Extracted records
BEGIN

//! # Task Scheduler
//!
//! Single-threaded task queue for deferred widget work.
//!
//! ## Design
//!
//! The host owns the event loop. It calls [`Scheduler::take_due`] with the
//! current time and runs whatever comes back on the same thread. Tasks posted
//! while a batch runs wait for the next call, so an immediately re-posted
//! animation tick runs once per frame rather than spinning.

/// Handle to a scheduled task.
#[derive(Debug, Clone, Copy, PartialEq, Eq, Hash)]
pub struct TaskToken(u64);

impl TaskToken {
    /// Returns the raw token value.
    #[must_use]
    pub const fn raw(self) -> u64 {
        self.0
    }
}

/// Work the star bar can defer.
#[derive(Debug, Clone, Copy, PartialEq, Eq)]
pub enum Task {
    /// Advance the size animator one frame.
    AnimationTick,
    /// Return to rest after a release, unless a newer gesture started.
    Settle {
        /// Gesture generation captured when the settle was scheduled.
        generation: u64,
    },
}

/// A task waiting to run.
#[derive(Debug, Clone, Copy)]
struct Scheduled {
    token: TaskToken,
    due_ms: u64,
    task: Task,
}

/// Queue of pending tasks ordered by insertion.
#[derive(Debug)]
pub struct Scheduler {
    /// Tasks not yet run.
    pending: Vec<Scheduled>,
    /// Counter for generating tokens.
    next_token: u64,
}

impl Scheduler {
    /// Creates an empty scheduler.
    #[must_use]
    pub fn new() -> Self {
        Self {
            pending: Vec::with_capacity(4),
            next_token: 1,
        }
    }

    /// Schedules `task` to run at or after `due_ms`.
    pub fn schedule(&mut self, due_ms: u64, task: Task) -> TaskToken {
        let token = TaskToken(self.next_token);
        self.next_token += 1;
        self.pending.push(Scheduled { token, due_ms, task });
        token
    }

    /// Removes a pending task. Returns false if it already ran or was canceled.
    pub fn cancel(&mut self, token: TaskToken) -> bool {
        let before = self.pending.len();
        self.pending.retain(|scheduled| scheduled.token != token);
        self.pending.len() != before
    }

    /// Returns true if the task has neither run nor been canceled.
    #[must_use]
    pub fn is_pending(&self, token: TaskToken) -> bool {
        self.pending.iter().any(|scheduled| scheduled.token == token)
    }

    /// Earliest due time among pending tasks.
    #[must_use]
    pub fn next_due(&self) -> Option<u64> {
        self.pending.iter().map(|scheduled| scheduled.due_ms).min()
    }

    /// Number of pending tasks.
    #[must_use]
    pub fn len(&self) -> usize {
        self.pending.len()
    }

    /// Returns true if nothing is pending.
    #[must_use]
    pub fn is_empty(&self) -> bool {
        self.pending.is_empty()
    }

    /// Removes and returns every task due at `now_ms`, in due order.
    ///
    /// Ties keep scheduling order.
    pub fn take_due(&mut self, now_ms: u64) -> Vec<(TaskToken, Task)> {
        let mut due = Vec::new();
        self.pending.retain(|scheduled| {
            if scheduled.due_ms <= now_ms {
                due.push(*scheduled);
                false
            } else {
                true
            }
        });
        due.sort_by_key(|scheduled| scheduled.due_ms);
        due.into_iter()
            .map(|scheduled| (scheduled.token, scheduled.task))
            .collect()
    }
}

impl Default for Scheduler {
    fn default() -> Self {
        Self::new()
    }
}
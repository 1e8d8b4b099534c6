//! Star bar rendering.
//!
//! Turns a [`StarFrame`] snapshot into draw commands for the host renderer.
//! Nothing here touches the GPU; hosts that batch sprites can use
//! [`StarFrame::instances`] instead of the command list.

use crate::constants::{BACKGROUND_TOP_FRACTION, BASE_SIZE, ITEM_COUNT, LABELS, PRESSED_SPRITE_SCALE};
use crate::geometry::{ItemSlot, Point, Rect, Viewport};
use crate::resources::{SpriteKey, StarAssets};
use crate::style::{BarStyle, Color};
use crate::tier::RatingRanges;

/// A render command for the host.
#[derive(Debug, Clone, PartialEq)]
pub enum RenderCommand {
    /// Filled rectangle.
    Rect {
        /// Bounds.
        bounds: Rect,
        /// Fill color.
        color: Color,
    },
    /// Sprite centered on a point.
    Sprite {
        /// Center position.
        center: Point,
        /// Which sprite.
        sprite: SpriteKey,
        /// Texture ID from the host's resources.
        texture_id: u32,
        /// Drawn width (intrinsic width times scale).
        width: f32,
        /// Drawn height (intrinsic height times scale).
        height: f32,
    },
    /// Star label centered on a point.
    Label {
        /// Text content.
        text: &'static str,
        /// Center position.
        center: Point,
        /// Font size.
        font_size: f32,
        /// Text color.
        color: Color,
    },
}

/// Per-star instance data for batched sprite rendering.
#[repr(C)]
#[derive(Debug, Clone, Copy, Default, PartialEq, bytemuck::Pod, bytemuck::Zeroable)]
pub struct StarInstance {
    /// Center (x, y).
    pub center: [f32; 2],
    /// Scale applied to the sprite's intrinsic size.
    pub scale: f32,
    /// Host texture ID.
    pub texture_id: u32,
}

/// Chooses the sprite for star `index`.
///
/// Stars up to the slide position are colored by the tier of the slide
/// position; enlarged ones use the pressed variant.
#[must_use]
#[allow(clippy::cast_precision_loss)]
pub fn sprite_for(index: usize, size: f32, slide_position: Option<f32>, ranges: &RatingRanges) -> SpriteKey {
    match slide_position {
        Some(position) if index as f32 <= position => {
            let tier = ranges.tier_for_position(position);
            if size > BASE_SIZE {
                SpriteKey::Large(tier)
            } else {
                SpriteKey::Small(tier)
            }
        }
        _ => SpriteKey::Neutral,
    }
}

/// Scale applied to a sprite's intrinsic size.
///
/// Pressed sprites carry extra highlight padding and are shrunk to match.
#[must_use]
pub fn sprite_scale(sprite: SpriteKey, size: f32) -> f32 {
    if size > BASE_SIZE && sprite != SpriteKey::Neutral {
        size * PRESSED_SPRITE_SCALE
    } else {
        BASE_SIZE
    }
}

/// Everything needed to draw one frame.
#[derive(Debug, Clone, Copy)]
pub struct StarFrame<'a> {
    /// Bar dimensions.
    pub viewport: Viewport,
    /// Star placement.
    pub slots: &'a [ItemSlot; ITEM_COUNT],
    /// Animated sizes.
    pub sizes: &'a [f32; ITEM_COUNT],
    /// Slide position while sliding.
    pub slide_position: Option<f32>,
    /// Tier boundaries.
    pub ranges: &'a RatingRanges,
    /// Cached sprite metrics and font size.
    pub assets: &'a StarAssets,
    /// Colors.
    pub style: &'a BarStyle,
}

impl StarFrame<'_> {
    /// Area behind the stars. The top third stays transparent.
    #[must_use]
    pub fn background(&self) -> Rect {
        let top = self.viewport.height * BACKGROUND_TOP_FRACTION;
        Rect::new(0.0, top, self.viewport.width, self.viewport.height - top)
    }

    /// Sprite for each star, in order.
    pub fn sprites(&self) -> impl Iterator<Item = SpriteKey> + '_ {
        self.sizes
            .iter()
            .enumerate()
            .map(|(index, &size)| sprite_for(index, size, self.slide_position, self.ranges))
    }

    /// Appends the frame's commands: background, then each star and label.
    pub fn render(&self, commands: &mut Vec<RenderCommand>) {
        commands.push(RenderCommand::Rect {
            bounds: self.background(),
            color: self.style.background,
        });

        for (index, sprite) in self.sprites().enumerate() {
            let size = self.sizes[index];
            let center = self.slots[index].center;
            let metrics = self.assets.sprite(sprite);
            let scale = sprite_scale(sprite, size);

            commands.push(RenderCommand::Sprite {
                center,
                sprite,
                texture_id: metrics.texture_id,
                width: metrics.width * scale,
                height: metrics.height * scale,
            });
            commands.push(RenderCommand::Label {
                text: LABELS[index],
                center,
                font_size: self.assets.label_font_size() * size,
                color: self.style.label,
            });
        }
    }

    /// Instance data for every star.
    #[must_use]
    pub fn instances(&self) -> [StarInstance; ITEM_COUNT] {
        let mut instances = [StarInstance::default(); ITEM_COUNT];
        for ((instance, sprite), (slot, &size)) in instances
            .iter_mut()
            .zip(self.sprites())
            .zip(self.slots.iter().zip(self.sizes))
        {
            *instance = StarInstance {
                center: [slot.center.x, slot.center.y],
                scale: sprite_scale(sprite, size),
                texture_id: self.assets.sprite(sprite).texture_id,
            };
        }
        instances
    }
}
//! Geometry engine for star placement.
//!
//! Forward mapping turns animated sizes into star centers; inverse mapping
//! turns a touch x-coordinate into a fractional star index.

use crate::constants::{
    BASE_SIZE, BASE_Y_FRACTION, FOCUSED_SIZE, ITEM_COUNT, LIFT_FRACTION, MEASURE_HEIGHT_FACTOR,
};

/// A point in widget-local coordinates.
#[derive(Debug, Clone, Copy, Default, PartialEq)]
pub struct Point {
    /// X position.
    pub x: f32,
    /// Y position.
    pub y: f32,
}

impl Point {
    /// The origin.
    pub const ZERO: Self = Self { x: 0.0, y: 0.0 };

    /// Creates a new point.
    #[must_use]
    pub const fn new(x: f32, y: f32) -> Self {
        Self { x, y }
    }
}

/// A rectangle in widget-local coordinates.
#[derive(Debug, Clone, Copy, Default, PartialEq)]
pub struct Rect {
    /// X position (left edge).
    pub x: f32,
    /// Y position (top edge).
    pub y: f32,
    /// Width.
    pub width: f32,
    /// Height.
    pub height: f32,
}

impl Rect {
    /// Creates a new rectangle.
    #[must_use]
    pub const fn new(x: f32, y: f32, width: f32, height: f32) -> Self {
        Self { x, y, width, height }
    }
}

/// Dimensions of the bar after layout.
#[derive(Debug, Clone, Copy, Default, PartialEq)]
pub struct Viewport {
    /// Total width.
    pub width: f32,
    /// Total height.
    pub height: f32,
}

impl Viewport {
    /// Creates a viewport.
    #[must_use]
    pub const fn new(width: f32, height: f32) -> Self {
        Self { width, height }
    }

    /// Width of one star slot when every star is at rest.
    #[must_use]
    #[allow(clippy::cast_precision_loss)]
    pub fn item_width(&self) -> f32 {
        self.width / ITEM_COUNT as f32
    }

    /// Returns true once the host has given the bar a usable width.
    #[must_use]
    pub fn is_laid_out(&self) -> bool {
        self.width > 0.0 && self.width.is_finite()
    }
}

/// Placement of one star.
#[derive(Debug, Clone, Copy, Default, PartialEq)]
pub struct ItemSlot {
    /// Center of the star.
    pub center: Point,
    /// Horizontal space allocated to the star.
    pub width: f32,
    /// How far the star is lifted toward its focused position (0 at rest, 1 focused).
    pub lift: f32,
}

/// Height the bar asks for given the neutral sprite's intrinsic height.
#[must_use]
pub fn measured_height(sprite_height: f32) -> f32 {
    (sprite_height * MEASURE_HEIGHT_FACTOR).trunc()
}

/// Maps a touch x-coordinate to a fractional star index in `[0, ITEM_COUNT - 1]`.
///
/// Returns 0 before layout.
#[must_use]
pub fn relative_position(x: f32, viewport: Viewport) -> f32 {
    let item_width = viewport.item_width();
    if item_width <= 0.0 || !item_width.is_finite() {
        return 0.0;
    }
    let position = x / item_width;
    if position.is_nan() {
        return 0.0;
    }
    position.clamp(0.0, LAST_INDEX)
}

/// Converts a fractional index into a 1-based rating.
#[must_use]
pub fn rating_at(position: f32) -> u8 {
    #[allow(clippy::cast_possible_truncation, clippy::cast_sign_loss)]
    let index = position.clamp(0.0, LAST_INDEX).floor() as u8;
    index + 1
}

/// Converts a fractional index into the index of the star under it.
#[must_use]
pub fn item_at(position: f32) -> usize {
    usize::from(rating_at(position) - 1)
}

/// Fractional index of the rightmost star.
#[allow(clippy::cast_precision_loss)]
const LAST_INDEX: f32 = (ITEM_COUNT - 1) as f32;

/// Lift factor for a square-root compressed width.
fn lift_for(width: f32) -> f32 {
    let focused = FOCUSED_SIZE.sqrt();
    let base = BASE_SIZE.sqrt();
    1.0 - (focused - width) / (focused - base)
}

/// Lays out every star from its current size.
///
/// Widths are `sqrt(size)` normalized to fill the viewport, so a growing
/// star compresses its neighbors. Returns `None` when the viewport has no
/// width yet, leaving the caller's previous positions untouched.
#[must_use]
pub fn layout(sizes: &[f32; ITEM_COUNT], viewport: Viewport) -> Option<[ItemSlot; ITEM_COUNT]> {
    if !viewport.is_laid_out() {
        return None;
    }

    let widths = sizes.map(f32::sqrt);
    let total: f32 = widths.iter().sum();
    if total <= 0.0 || !total.is_finite() {
        return None;
    }

    let base_y = viewport.height * BASE_Y_FRACTION;
    let mut slots = [ItemSlot::default(); ITEM_COUNT];
    let mut left = 0.0;

    for (slot, width) in slots.iter_mut().zip(widths) {
        let allocated = viewport.width * (width / total);
        let lift = lift_for(width);
        slot.center = Point::new(
            left + allocated / 2.0,
            base_y - lift * viewport.height * LIFT_FRACTION,
        );
        slot.width = allocated;
        slot.lift = lift;
        left += allocated;
    }

    Some(slots)
}
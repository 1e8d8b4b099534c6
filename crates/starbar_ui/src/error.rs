//! # StarBar Error Types
//!
//! Interactive paths never fail; they clamp. Only configuration entry points
//! return these errors.

use std::path::PathBuf;
use thiserror::Error;

/// Errors that can occur while configuring a star bar.
#[derive(Error, Debug)]
pub enum StarBarError {
    /// Range boundaries violate `1 <= yellow <= green <= 10`.
    #[error("invalid ranges: yellow starts at {yellow}, green starts at {green}")]
    InvalidRanges {
        /// Requested start of the yellow range.
        yellow: u8,
        /// Requested start of the green range.
        green: u8,
    },

    /// Configuration parsed but failed validation.
    #[error("invalid configuration: {0}")]
    InvalidConfig(String),

    /// Configuration text is not valid TOML for [`crate::StarBarConfig`].
    #[error("failed to parse configuration: {0}")]
    ConfigParse(#[from] toml::de::Error),

    /// Configuration file could not be read.
    #[error("failed to read configuration {path}: {source}")]
    Io {
        /// File that was being read.
        path: PathBuf,
        /// Underlying I/O error.
        #[source]
        source: std::io::Error,
    },
}

/// Result type for star bar configuration.
pub type StarBarResult<T> = Result<T, StarBarError>;
//! Gesture state machine.
//!
//! ```text
//!            press (accepted)            release
//!   Idle ─────────────────────> Sliding ─────────> Settling
//!    ^                           │  │                  │
//!    │       cancel / overdrag   │  │ move             │ settle delay
//!    └───────────────────────────┘  └──> Sliding       │
//!    └─────────────────────────────────────────────────┘
//! ```
//!
//! The tracker never touches the animator or the listener itself. Every
//! transition returns a [`GestureOutcome`] describing the event to emit,
//! the target sizes to apply, and whether a settle must be scheduled.

use crate::constants::SWIPE_THRESHOLD_MS;
use crate::geometry::{item_at, rating_at, relative_position, Viewport};
use crate::listener::RatingEvent;
use tracing::debug;

/// Where the current gesture is.
#[derive(Debug, Clone, Copy, PartialEq, Eq, Default)]
pub enum GesturePhase {
    /// No gesture; every star at rest.
    #[default]
    Idle,
    /// Finger down and tracking.
    Sliding,
    /// Released; the last highlighted star stays up until the settle delay.
    Settling,
}

/// Change to apply to the animator's target sizes.
#[derive(Debug, Clone, Copy, PartialEq, Eq, Default)]
pub enum TargetChange {
    /// Leave targets alone.
    #[default]
    Keep,
    /// Enlarge only this star.
    Focus(usize),
    /// Return every star to base size.
    Reset,
}

/// Effects of one transition.
#[derive(Debug, Clone, Copy, PartialEq, Eq, Default)]
pub struct GestureOutcome {
    /// Event for the listener, if any.
    pub event: Option<RatingEvent>,
    /// Target size update.
    pub targets: TargetChange,
    /// Schedule a settle carrying this generation.
    pub settle: Option<u64>,
}

impl GestureOutcome {
    /// Nothing happened.
    pub const NONE: Self = Self {
        event: None,
        targets: TargetChange::Keep,
        settle: None,
    };

    const fn reset(event: Option<RatingEvent>) -> Self {
        Self {
            event,
            targets: TargetChange::Reset,
            settle: None,
        }
    }
}

/// Tracks one gesture at a time.
#[derive(Debug, Clone)]
pub struct GestureTracker {
    phase: GesturePhase,
    /// Fractional index under the finger. Meaningful only while sliding.
    slide_position: f32,
    /// Last pending rating reported.
    current_rating: Option<u8>,
    /// The listener refused this gesture.
    canceled: bool,
    /// When the gesture started (ms).
    start_time_ms: u64,
    /// Bumped on every gesture so stale settles can be recognized.
    generation: u64,
    swipe_threshold_ms: u64,
}

impl GestureTracker {
    /// Creates an idle tracker.
    #[must_use]
    pub fn new() -> Self {
        Self::with_swipe_threshold(SWIPE_THRESHOLD_MS)
    }

    /// Creates an idle tracker with a custom swipe threshold.
    #[must_use]
    pub fn with_swipe_threshold(swipe_threshold_ms: u64) -> Self {
        Self {
            phase: GesturePhase::Idle,
            slide_position: 0.0,
            current_rating: None,
            canceled: false,
            start_time_ms: 0,
            generation: 0,
            swipe_threshold_ms,
        }
    }

    /// Current phase.
    #[must_use]
    pub fn phase(&self) -> GesturePhase {
        self.phase
    }

    /// True while sliding or settling; the bar is drawn highlighted.
    #[must_use]
    pub fn is_sliding(&self) -> bool {
        self.phase != GesturePhase::Idle
    }

    /// Fractional index under the finger, defined only while sliding.
    #[must_use]
    pub fn slide_position(&self) -> Option<f32> {
        self.is_sliding().then_some(self.slide_position)
    }

    /// Last pending rating reported, if a slide is in progress.
    #[must_use]
    pub fn current_rating(&self) -> Option<u8> {
        self.current_rating
    }

    /// True if the listener refused the current gesture.
    #[must_use]
    pub fn is_canceled(&self) -> bool {
        self.canceled
    }

    /// Generation of the current gesture.
    #[must_use]
    pub fn generation(&self) -> u64 {
        self.generation
    }

    /// Starts a gesture. `accepted` is the listener's answer to the start.
    pub fn press(&mut self, x: f32, viewport: Viewport, time_ms: u64, accepted: bool) -> GestureOutcome {
        self.generation += 1;
        self.start_time_ms = time_ms;
        self.current_rating = None;
        self.canceled = !accepted;

        if !accepted {
            debug!(generation = self.generation, "rating refused by listener");
            // A refused press supersedes any pending settle, so rest now.
            let was_active = self.is_sliding();
            self.phase = GesturePhase::Idle;
            return if was_active {
                GestureOutcome::reset(None)
            } else {
                GestureOutcome::NONE
            };
        }

        debug!(generation = self.generation, x, "rating started");
        self.phase = GesturePhase::Sliding;
        self.slide_to(x, viewport)
    }

    /// Follows the finger.
    pub fn move_to(&mut self, x: f32, viewport: Viewport) -> GestureOutcome {
        if self.canceled || self.phase != GesturePhase::Sliding {
            return GestureOutcome::NONE;
        }
        self.slide_to(x, viewport)
    }

    fn slide_to(&mut self, x: f32, viewport: Viewport) -> GestureOutcome {
        self.slide_position = relative_position(x, viewport);
        let rating = rating_at(self.slide_position);

        let event = if self.current_rating == Some(rating) {
            None
        } else {
            self.current_rating = Some(rating);
            Some(RatingEvent::Pending(rating))
        };

        GestureOutcome {
            event,
            targets: TargetChange::Focus(item_at(self.slide_position)),
            settle: None,
        }
    }

    /// Ends the gesture at `(x, y)`.
    ///
    /// Releasing more than one bar height above the top edge cancels.
    pub fn release(&mut self, x: f32, y: f32, viewport: Viewport, time_ms: u64) -> GestureOutcome {
        if self.canceled || self.phase != GesturePhase::Sliding {
            return GestureOutcome::NONE;
        }
        self.current_rating = None;

        if y < -viewport.height {
            debug!(generation = self.generation, y, "rating canceled by overdrag");
            self.phase = GesturePhase::Idle;
            return GestureOutcome::reset(Some(RatingEvent::Cancel));
        }

        self.slide_position = relative_position(x, viewport);
        let rating = rating_at(self.slide_position);
        let swipe = time_ms.saturating_sub(self.start_time_ms) > self.swipe_threshold_ms;
        self.phase = GesturePhase::Settling;
        debug!(generation = self.generation, rating, swipe, "rating released");

        GestureOutcome {
            event: Some(RatingEvent::Final { rating, swipe }),
            targets: TargetChange::Focus(item_at(self.slide_position)),
            settle: Some(self.generation),
        }
    }

    /// Platform cancel.
    pub fn cancel(&mut self) -> GestureOutcome {
        if self.canceled || self.phase != GesturePhase::Sliding {
            return GestureOutcome::NONE;
        }
        debug!(generation = self.generation, "rating canceled");
        self.current_rating = None;
        self.phase = GesturePhase::Idle;
        GestureOutcome::reset(Some(RatingEvent::Cancel))
    }

    /// Deferred return to rest scheduled by [`GestureTracker::release`].
    ///
    /// A no-op if another gesture started since.
    pub fn settle(&mut self, generation: u64) -> GestureOutcome {
        if generation != self.generation || self.phase != GesturePhase::Settling {
            debug!(generation, current = self.generation, "stale settle ignored");
            return GestureOutcome::NONE;
        }
        debug!(generation, "settled");
        self.phase = GesturePhase::Idle;
        GestureOutcome::reset(None)
    }

    /// Abandons whatever is in progress because the widget was disabled.
    ///
    /// A live slide is reported as canceled.
    pub fn abort(&mut self) -> GestureOutcome {
        self.generation += 1;
        let previous = self.phase;
        self.phase = GesturePhase::Idle;
        self.current_rating = None;
        self.canceled = false;

        match previous {
            GesturePhase::Idle => GestureOutcome::NONE,
            GesturePhase::Sliding => GestureOutcome::reset(Some(RatingEvent::Cancel)),
            GesturePhase::Settling => GestureOutcome::reset(None),
        }
    }
}

impl Default for GestureTracker {
    fn default() -> Self {
        Self::new()
    }
}
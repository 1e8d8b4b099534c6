//! Colors used by the star bar.

use crate::tier::Tier;

/// RGBA color.
#[derive(Debug, Clone, Copy, PartialEq)]
pub struct Color {
    /// Red component (0-1).
    pub r: f32,
    /// Green component (0-1).
    pub g: f32,
    /// Blue component (0-1).
    pub b: f32,
    /// Alpha component (0-1).
    pub a: f32,
}

impl Color {
    /// Solid white.
    pub const WHITE: Self = Self::rgba(1.0, 1.0, 1.0, 1.0);

    /// Creates a color from RGBA values (0-1).
    #[must_use]
    pub const fn rgba(r: f32, g: f32, b: f32, a: f32) -> Self {
        Self { r, g, b, a }
    }

    /// Creates a color from a packed 0xAARRGGBB value.
    #[must_use]
    pub fn argb(packed: u32) -> Self {
        let [a, r, g, b] = packed.to_be_bytes().map(|channel| f32::from(channel) / 255.0);
        Self::rgba(r, g, b, a)
    }

    /// Converts to array format.
    #[must_use]
    pub const fn to_array(self) -> [f32; 4] {
        [self.r, self.g, self.b, self.a]
    }
}

impl Default for Color {
    fn default() -> Self {
        Self::WHITE
    }
}

/// Colors for the bar itself.
#[derive(Debug, Clone, Copy, PartialEq)]
pub struct BarStyle {
    /// Fill behind the stars.
    pub background: Color,
    /// Label color.
    pub label: Color,
    /// Reference colors per tier, for hosts that tint instead of using sprites.
    pub tiers: [Color; 3],
}

impl BarStyle {
    /// Reference color for a tier.
    #[must_use]
    pub fn tier_color(&self, tier: Tier) -> Color {
        self.tiers[tier.index()]
    }
}

impl Default for BarStyle {
    fn default() -> Self {
        Self {
            // Half-transparent black
            background: Color::argb(0x8000_0000),
            label: Color::WHITE,
            tiers: [
                Color::rgba(0.9, 0.2, 0.2, 1.0),
                Color::rgba(1.0, 0.6, 0.1, 1.0),
                Color::rgba(0.2, 0.8, 0.3, 1.0),
            ],
        }
    }
}

#[cfg(test)]
mod tests {
    use super::*;

    #[test]
    fn test_argb() {
        let color = Color::argb(0x8000_0000);
        assert!((color.a - 128.0 / 255.0).abs() < 1e-6);
        assert_eq!(color.r, 0.0);

        let red = Color::argb(0xFFFF_0000);
        assert_eq!(red.to_array(), [1.0, 0.0, 0.0, 1.0]);
    }

    #[test]
    fn test_tier_colors_differ() {
        let style = BarStyle::default();
        assert_ne!(style.tier_color(Tier::Red), style.tier_color(Tier::Green));
    }
}
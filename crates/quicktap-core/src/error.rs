use crate::input::EventKind;

/// Failures of the host plumbing while wiring a layer.
///
/// Gesture outcomes are never errors; these only cover listener
/// registration on the host side.
#[derive(Debug, Clone, PartialEq, Eq)]
pub enum AttachError {
    Listener { event: EventKind, reason: String },
    LegacyHandler { reason: String },
}

impl std::fmt::Display for AttachError {
    fn fmt(&self, f: &mut std::fmt::Formatter<'_>) -> std::fmt::Result {
        match self {
            AttachError::Listener { event, reason } => {
                write!(f, "failed to register {} listener: {reason}", event.as_str())
            }
            AttachError::LegacyHandler { reason } => {
                write!(f, "failed to adopt legacy onclick handler: {reason}")
            }
        }
    }
}

impl std::error::Error for AttachError {}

END

Work to complete:
From the records above, pull out each line that has "failed".

Problem solution:
    /// Configuration parsed but failed validation.
    #[error("failed to parse configuration: {0}")]
    #[error("failed to read configuration {path}: {source}")]
                write!(f, "failed to register {} listener: {reason}", event.as_str())
                write!(f, "failed to adopt legacy onclick handler: {reason}")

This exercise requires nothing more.